В начале апреля жена с годовалой дочкой Наташей приехала в Москву, и мы поселились в «подвале» гостиницы НИИТП на время оформления жены на работу. Это заняло почти два месяца. За это время наша Наташа научилась ходить и говорить. К концу мая документы по устройству на работу и на въезд на полигон были готовы. Мы договорились о наших планах работы на полигоне, получили командировочные и в конце мая вылетели в Семипалатинск. Прощание с Москвой было недолгим и негрустным. Мы знали, что пока будем работать в экспедиции 20, будем часто бывать в Москве в командировках, отпусках.

        Рейс в Семипалатинск, как и в прошлом году, пришелся на ночное время, и часов в 9 утра по местному времени мы ступили на семипалатинскую землю.

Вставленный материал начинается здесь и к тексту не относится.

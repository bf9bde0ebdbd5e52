//! Tracing configuration for debugging resolver decisions.
//!
//! Supports three output formats controlled by `TYPA_LOG_FORMAT`:
//!
//! - `text` (default): standard `tracing-subscriber` flat output
//! - `tree`: hierarchical indented output via `tracing-tree`
//! - `json`: one JSON object per span/event
//!
//! ```bash
//! # Every named-reference branch the resolver takes
//! TYPA_LOG=typa_analyzer=trace TYPA_LOG_FORMAT=tree my-checker file.py
//!
//! # Deferrals and arity fixups only
//! TYPA_LOG=typa_analyzer=debug my-checker file.py
//! ```
//!
//! The subscriber is only initialised when `TYPA_LOG` (or `RUST_LOG`) is set.

use tracing_subscriber::prelude::*;
use tracing_subscriber::{EnvFilter, Registry, fmt};

/// Tracing output format.
#[derive(Debug, Clone, Copy, PartialEq, Eq)]
pub enum LogFormat {
    /// Standard flat text lines (default).
    Text,
    /// Hierarchical indented tree via `tracing-tree`.
    Tree,
    /// Newline-delimited JSON objects.
    Json,
}

impl LogFormat {
    /// Parse a `TYPA_LOG_FORMAT` value. Unknown values fall back to text.
    pub fn parse(value: &str) -> Self {
        match value.trim().to_lowercase().as_str() {
            "tree" => Self::Tree,
            "json" => Self::Json,
            _ => Self::Text,
        }
    }

    fn from_env() -> Self {
        Self::parse(&std::env::var("TYPA_LOG_FORMAT").unwrap_or_default())
    }
}

/// Build an `EnvFilter` from `TYPA_LOG`, falling back to `RUST_LOG`.
fn build_filter() -> EnvFilter {
    if let Ok(val) = std::env::var("TYPA_LOG") {
        EnvFilter::builder().parse_lossy(val)
    } else {
        EnvFilter::from_default_env()
    }
}

/// Initialise the global tracing subscriber.
///
/// Does nothing when neither `TYPA_LOG` nor `RUST_LOG` is set, or when a
/// global subscriber is already installed (the host checker's own). Output
/// goes to stderr.
pub fn init_tracing() {
    let has_typa_log = std::env::var("TYPA_LOG").is_ok();
    let has_rust_log = std::env::var("RUST_LOG").is_ok();
    if !has_typa_log && !has_rust_log {
        return;
    }

    let filter = build_filter();
    let installed = match LogFormat::from_env() {
        LogFormat::Tree => {
            let tree_layer = tracing_tree::HierarchicalLayer::default()
                .with_indent_amount(2)
                .with_indent_lines(true)
                .with_deferred_spans(true)
                .with_span_retrace(true)
                .with_targets(true);
            Registry::default().with(filter).with(tree_layer).try_init()
        }
        LogFormat::Json => {
            let json_layer = fmt::layer().json().with_writer(std::io::stderr);
            Registry::default().with(filter).with(json_layer).try_init()
        }
        LogFormat::Text => {
            let text_layer = fmt::layer().with_writer(std::io::stderr);
            Registry::default().with(filter).with(text_layer).try_init()
        }
    };
    if installed.is_err() {
        tracing::debug!("tracing subscriber already installed; keeping it");
    }
}
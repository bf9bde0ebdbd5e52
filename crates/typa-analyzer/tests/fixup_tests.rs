use super::*;
use std::sync::Arc;
use typa_common::DiagnosticCollector;
use typa_types::{ClassInfo, make_union};

fn class(fullname: &str, type_vars: &[&str]) -> Arc<ClassInfo> {
    Arc::new(ClassInfo::generic(fullname, type_vars))
}

fn int() -> Type {
    Type::instance(&class("builtins.int", &[]), Vec::new())
}

#[test]
fn test_nongen_builtins() {
    assert_eq!(nongen_builtin("builtins.list"), Some("typing.List"));
    assert_eq!(nongen_builtin("builtins.enumerate"), Some(""));
    assert_eq!(nongen_builtin("m.Box"), None);
    assert_eq!(
        no_subscript_builtin_alias("collections.deque", true),
        "\"deque\" is not subscriptable, use \"typing.Deque\" instead"
    );
    assert_eq!(
        no_subscript_builtin_alias("builtins.enumerate", true),
        "\"enumerate\" is not subscriptable"
    );
}

#[test]
fn test_omitted_arguments_are_filled() {
    let mut diags = DiagnosticCollector::new();
    let mut instance = Instance::new(class("builtins.dict", &["KT", "VT"]), Vec::new());
    fix_instance(&mut instance, &mut diags, false, false, None);
    assert_eq!(instance.args.len(), 2);
    assert!(
        instance
            .args
            .iter()
            .all(|arg| arg.type_of_any() == Some(TypeOfAny::FromOmittedGenerics))
    );
    assert!(!instance.invalid);
    assert!(diags.diagnostics().is_empty());
}

#[test]
fn test_strict_omission_of_user_class() {
    let mut diags = DiagnosticCollector::new();
    let mut instance = Instance::new(class("m.Box", &["T"]), Vec::new());
    fix_instance(&mut instance, &mut diags, true, false, None);
    assert_eq!(instance.args[0].type_of_any(), Some(TypeOfAny::FromError));
    assert!(diags.has_error_containing("Missing type parameters for generic type \"Box\""));
}

#[test]
fn test_strict_omission_of_enumerate_has_no_replacement() {
    let mut diags = DiagnosticCollector::new();
    let mut instance = Instance::new(class("builtins.enumerate", &["T"]), Vec::new());
    fix_instance(&mut instance, &mut diags, true, false, None);
    assert!(diags.has_error_containing("Missing type parameters for generic type \"enumerate\""));
}

#[test]
fn test_wrong_count_messages() {
    let cases = [
        (&[][..], 1, "\"Box\" expects no type arguments, but 1 given"),
        (&["T"][..], 2, "\"Box\" expects 1 type argument, but 2 given"),
        (&["A", "B", "C"][..], 1, "\"Box\" expects 3 type arguments, but 1 given"),
    ];
    for (type_vars, given, message) in cases {
        let mut diags = DiagnosticCollector::new();
        let mut instance = Instance::new(class("m.Box", type_vars), vec![int(); given]);
        fix_instance(&mut instance, &mut diags, false, false, None);
        assert!(instance.invalid);
        assert_eq!(instance.args.len(), type_vars.len());
        assert!(diags.has_error_containing(message), "{:?}", diags.messages());
    }
}

#[test]
fn test_correct_count_is_untouched() {
    let mut diags = DiagnosticCollector::new();
    let mut instance = Instance::new(class("m.Box", &["T"]), vec![int()]);
    let before = instance.clone();
    fix_instance(&mut instance, &mut diags, true, false, None);
    assert_eq!(Type::Instance(instance), Type::Instance(before));
    assert!(diags.diagnostics().is_empty());
}

#[test]
fn test_fix_instance_types_repairs_nested_instances() {
    let dict = class("builtins.dict", &["KT", "VT"]);
    let list = class("builtins.list", &["T"]);
    let mut ty = make_union(
        [
            Type::instance(&dict, Vec::new()),
            Type::instance(&list, vec![int(), int()]),
        ],
        Provenance::UNKNOWN,
    );
    let mut diags = DiagnosticCollector::new();
    fix_instance_types(&mut ty, &mut diags);

    let items = &ty.as_union().expect("union").items;
    assert_eq!(items[0].as_instance().map(|i| i.args.len()), Some(2));
    let list = items[1].as_instance().expect("list");
    assert_eq!(list.args.len(), 1);
    assert!(list.invalid);
    assert_eq!(diags.error_count(), 1);
    assert!(diags.has_error_containing("\"list\" expects 1 type argument, but 2 given"));
}

#[test]
fn test_fix_instance_types_cuts_off_past_depth_limit() {
    let list = class("builtins.list", &["T"]);
    let mut ty = int();
    for _ in 0..MAX_SUBSTITUTION_DEPTH + 10 {
        ty = Type::instance(&list, vec![ty]);
    }
    let mut diags = DiagnosticCollector::new();
    fix_instance_types(&mut ty, &mut diags);

    let mut depth = 0;
    let mut current = &ty;
    while let Some(arg) = current.as_instance().and_then(|instance| instance.args.first()) {
        depth += 1;
        current = arg;
    }
    assert_eq!(depth, MAX_SUBSTITUTION_DEPTH);
    assert_eq!(current.type_of_any(), Some(TypeOfAny::FromError));
    assert_eq!(diags.error_count(), 1);
    assert!(diags.has_error_containing("Type expression is nested too deeply"));
}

С трапа самолета шагнули из московской прохлады в сухое казахстанское пекло. С первых шагов нас ждали неожиданности. В аэропорту нас встретила Наташа Кузнецова, жена моего товарища, учившаяся в мединституте в Семипалатинске, и предупредила, что наши документы на въезд на полигон еще не пришли в экспедицию и нам следует день-два подождать в ведомственной гостинице полигона в Семипалатинске. Поехали в гостиницу. Она располагалась почти в центре города на тихой спокойной улице Урицкого в двухэтажном особняке,  огороженном высоким забором, и представляла собой типичный «караван-сарай».
 
        По командировочным документам нас поселили «без слов», но условий для содержания ребенка не было конечно никаких. Достаточно сказать, что «удобства» у этой гостиницы располагались во дворе. Жара стояла такая, что молоко без холодильника скисало за два часа. Наташа Кузнецова помогла нам устроиться, посоветовала, где покупать детские продукты, так как хорошо знала город. Из гостиницы я по спецсвязи переговорил с заместителем начальника нашей экспедиции в городке Черновым Ю.С.. Он пообещал за сутки уладить с документами на въезд.

        Семипалатинск в начале 70-х годов представлял собой областной центр, бурно развивающийся из провинциального городишка в индустриальный город. Новая современная часть его на левом берегу Иртыша разительно отличалась от старой правобережной. На левобережье среди индустриальных гигантов, таких как мясокомбинат, крупнейший в СССР, цементный завод, меховая фабрика,  подымались пяти- и девятиэтажки жилых массивов с прямыми широкими проспектами. Среди бетона и кирпича почти не было зелени. Окраину левобережья занимал аэродром с аэропортом, на котором базировалась, в основном, военная авиация. Обширную территорию левобережья занимали военные городки, росшие как грибы после недавних пограничных конфликтов с Китаем на юге Семипалатинской области в 1969 году. Левобережье так и называлось на казахском языке Жана-Семей, в переводе Новый Семипалатинск.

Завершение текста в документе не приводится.